_INPUT FOR THIS TASK:_
use axum::{http::StatusCode, Json};
use serde_json::{json, Value};

/// GET /health
/// Returns a simple status object with service version.
pub async fn health_handler() -> Json<Value> {
    Json(json!({
        "status": "healthy",
        "version": env!("CARGO_PKG_VERSION"),
        "service": "assessment-recommender"
    }))
}

/// GET /favicon.ico
pub async fn favicon_handler() -> StatusCode {
    StatusCode::NO_CONTENT
}
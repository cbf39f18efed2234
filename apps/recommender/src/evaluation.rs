//! Offline evaluation against labelled queries, and batch predictions for unlabelled ones.

use std::collections::HashSet;
use std::io::Write;
use std::path::Path;

use anyhow::{Context, Result};
use serde::{de::DeserializeOwned, Deserialize, Serialize};
use tracing::{info, warn};

use crate::indexing::embeddings::Embedder;
use crate::indexing::vector_store::VectorIndex;
use crate::recommend::pipeline::{RecommendError, Recommender};
use crate::recommend::retriever::{retrieve_raw, RetrievalError};

#[derive(Debug, Clone, Deserialize)]
pub struct LabelledQuery {
    pub query: String,
    #[serde(default)]
    pub relevant_urls: Vec<String>,
}

#[derive(Debug, Clone, Deserialize)]
pub struct UnlabelledQuery {
    pub query: String,
}

#[derive(Debug, Clone, Serialize)]
pub struct QueryRecall {
    pub query: String,
    pub recall: f64,
}

#[derive(Debug, Clone, Serialize)]
pub struct EvaluationReport {
    pub k: usize,
    pub per_query: Vec<QueryRecall>,
    pub mean_recall: f64,
}

#[derive(Debug, Clone, PartialEq)]
pub struct PredictionRow {
    pub query: String,
    pub url: String,
}

/// Reads a JSON array of queries (`train.json` / `test.json` shape).
pub fn load_queries<T: DeserializeOwned>(path: &Path) -> Result<Vec<T>> {
    let raw = std::fs::read_to_string(path)
        .with_context(|| format!("failed to read {}", path.display()))?;
    serde_json::from_str(&raw).with_context(|| format!("failed to parse {}", path.display()))
}

/// Comparison form of a URL: no trailing slashes, lowercase.
pub fn normalize_url(url: &str) -> String {
    url.trim().trim_end_matches('/').to_lowercase()
}

/// Fraction of the distinct relevant URLs found in the first `k` predictions.
/// No relevant URLs scores 0.
pub fn recall_at_k(predicted: &[String], relevant: &[String], k: usize) -> f64 {
    let relevant: HashSet<String> = relevant.iter().map(|u| normalize_url(u)).collect();
    if relevant.is_empty() {
        return 0.0;
    }
    let predicted: HashSet<String> = predicted.iter().take(k).map(|u| normalize_url(u)).collect();
    predicted.intersection(&relevant).count() as f64 / relevant.len() as f64
}

/// Recall@k of raw vector retrieval (no extraction, no rerank) over `queries`.
pub async fn evaluate(
    embedder: &dyn Embedder,
    index: &dyn VectorIndex,
    queries: &[LabelledQuery],
    k: usize,
) -> Result<EvaluationReport, RetrievalError> {
    let mut per_query = Vec::with_capacity(queries.len());
    for item in queries {
        let records = retrieve_raw(&item.query, k, embedder, index).await?;
        let predicted: Vec<String> = records.into_iter().map(|r| r.url).collect();
        let recall = recall_at_k(&predicted, &item.relevant_urls, k);
        info!(query = %item.query, recall = %format!("{recall:.3}"), "Recall@{k}");
        per_query.push(QueryRecall {
            query: item.query.clone(),
            recall,
        });
    }

    let mean_recall = if per_query.is_empty() {
        0.0
    } else {
        per_query.iter().map(|q| q.recall).sum::<f64>() / per_query.len() as f64
    };
    Ok(EvaluationReport {
        k,
        per_query,
        mean_recall,
    })
}

/// Runs the full pipeline per query and returns one row per distinct non-empty URL, in
/// ranked order. Blank queries are skipped.
pub async fn predict(
    recommender: &Recommender,
    queries: &[UnlabelledQuery],
) -> Result<Vec<PredictionRow>, RecommendError> {
    let floor = recommender.settings().min_results.min(recommender.settings().result_limit);
    let mut rows = Vec::new();
    for item in queries {
        let query = item.query.trim();
        if query.is_empty() {
            warn!("Skipping blank query");
            continue;
        }

        let records = recommender.recommend(query).await?;
        let mut seen = HashSet::new();
        let urls: Vec<String> = records
            .into_iter()
            .map(|r| r.url.trim().to_string())
            .filter(|u| !u.is_empty() && seen.insert(u.clone()))
            .collect();
        if urls.len() < floor {
            warn!(query, found = urls.len(), "Fewer recommendations than expected");
        }

        rows.extend(urls.into_iter().map(|url| PredictionRow {
            query: item.query.clone(),
            url,
        }));
    }
    Ok(rows)
}

/// Writes `Query,Assessment_url` CSV with RFC 4180 quoting.
pub fn write_predictions_csv<W: Write>(rows: &[PredictionRow], mut out: W) -> std::io::Result<()> {
    writeln!(out, "Query,Assessment_url")?;
    for row in rows {
        writeln!(out, "{},{}", csv_field(&row.query), csv_field(&row.url))?;
    }
    out.flush()
}

fn csv_field(value: &str) -> String {
    if value.contains([',', '"', '\n', '\r']) {
        format!("\"{}\"", value.replace('"', "\"\""))
    } else {
        value.to_string()
    }
}

#[cfg(test)]
mod tests {
    use std::sync::Arc;

    use super::*;
    use crate::catalog::fetcher::testing::StaticPages;
    use crate::llm_client::testing::ScriptedModel;
    use crate::recommend::fixtures::{built_index, embedder};
    use crate::recommend::pipeline::RecommendSettings;

    fn urls(items: &[&str]) -> Vec<String> {
        items.iter().map(|s| s.to_string()).collect()
    }

    async fn recommender(replies: &[&str]) -> Recommender {
        Recommender::new(
            Arc::new(ScriptedModel::replying(replies)),
            Arc::new(embedder()),
            Arc::new(built_index().await),
            Arc::new(StaticPages::default()),
            RecommendSettings {
                candidate_pool: 20,
                result_limit: 5,
                min_results: 5,
            },
        )
    }

    #[test]
    fn test_normalize_url() {
        assert_eq!(
            normalize_url(" https://Catalog.Example.com/View/Java-8// "),
            "https://catalog.example.com/view/java-8"
        );
    }

    #[test]
    fn test_recall_at_k() {
        let predicted = urls(&["https://x.com/a/", "https://x.com/B", "https://x.com/c"]);
        let relevant = urls(&["https://x.com/a", "https://x.com/b/", "https://x.com/d"]);
        assert!((recall_at_k(&predicted, &relevant, 10) - 2.0 / 3.0).abs() < 1e-9);
        assert!((recall_at_k(&predicted, &relevant, 1) - 1.0 / 3.0).abs() < 1e-9);
        assert_eq!(recall_at_k(&predicted, &[], 10), 0.0);
        assert_eq!(recall_at_k(&[], &relevant, 10), 0.0);
    }

    #[test]
    fn test_csv_quoting() {
        let rows = vec![
            PredictionRow {
                query: "Java dev, \"senior\"".to_string(),
                url: "https://x.com/java-8/".to_string(),
            },
            PredictionRow {
                query: "SQL".to_string(),
                url: "https://x.com/sql/".to_string(),
            },
        ];
        let mut out = Vec::new();
        write_predictions_csv(&rows, &mut out).unwrap();
        assert_eq!(
            String::from_utf8(out).unwrap(),
            "Query,Assessment_url\n\
             \"Java dev, \"\"senior\"\"\",https://x.com/java-8/\n\
             SQL,https://x.com/sql/\n"
        );
    }

    #[tokio::test]
    async fn test_evaluate_needs_no_chat_model() {
        let embedder = embedder();
        let index = built_index().await;
        let queries = vec![
            LabelledQuery {
                query: "java".to_string(),
                relevant_urls: urls(&["https://catalog.example.com/view/java-8"]),
            },
            LabelledQuery {
                query: "personality".to_string(),
                relevant_urls: urls(&["https://catalog.example.com/view/missing/"]),
            },
        ];

        let report = evaluate(&embedder, &index, &queries, 3).await.unwrap();

        assert_eq!(report.per_query[0].recall, 1.0);
        assert_eq!(report.per_query[1].recall, 0.0);
        assert!((report.mean_recall - 0.5).abs() < 1e-9);
    }

    #[tokio::test]
    async fn test_predict_rows_follow_ranked_order() {
        let extracted = r#"{"role": "", "required_skills": [], "max_duration": 30,
            "preferred_test_types": ["cognitive ability"], "remote_testing": true}"#;
        let recommender = recommender(&[extracted, "[2, 1]"]).await;
        let queries = vec![
            UnlabelledQuery {
                query: "cognitive ability, remote, under 30 minutes".to_string(),
            },
            UnlabelledQuery {
                query: "   ".to_string(),
            },
        ];

        let rows = predict(&recommender, &queries).await.unwrap();

        let got: Vec<&str> = rows.iter().map(|r| r.url.as_str()).collect();
        assert_eq!(
            got,
            vec![
                "https://catalog.example.com/view/verify-verbal-ability/",
                "https://catalog.example.com/view/verify-numerical-ability/",
            ]
        );
    }

    #[test]
    fn test_load_queries() {
        let dir = tempfile::tempdir().unwrap();
        let path = dir.path().join("train.json");
        std::fs::write(
            &path,
            r#"[{"query": "java", "relevant_urls": ["https://x.com/a"]}, {"query": "sql"}]"#,
        )
        .unwrap();
        let queries: Vec<LabelledQuery> = load_queries(&path).unwrap();
        assert_eq!(queries.len(), 2);
        assert!(queries[1].relevant_urls.is_empty());
    }
}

_REQUIRED ACTION:_ Your answer should be one number, the count of lines in the entries holding the string "format".

_RESULT OF THE EXERCISE:_ 4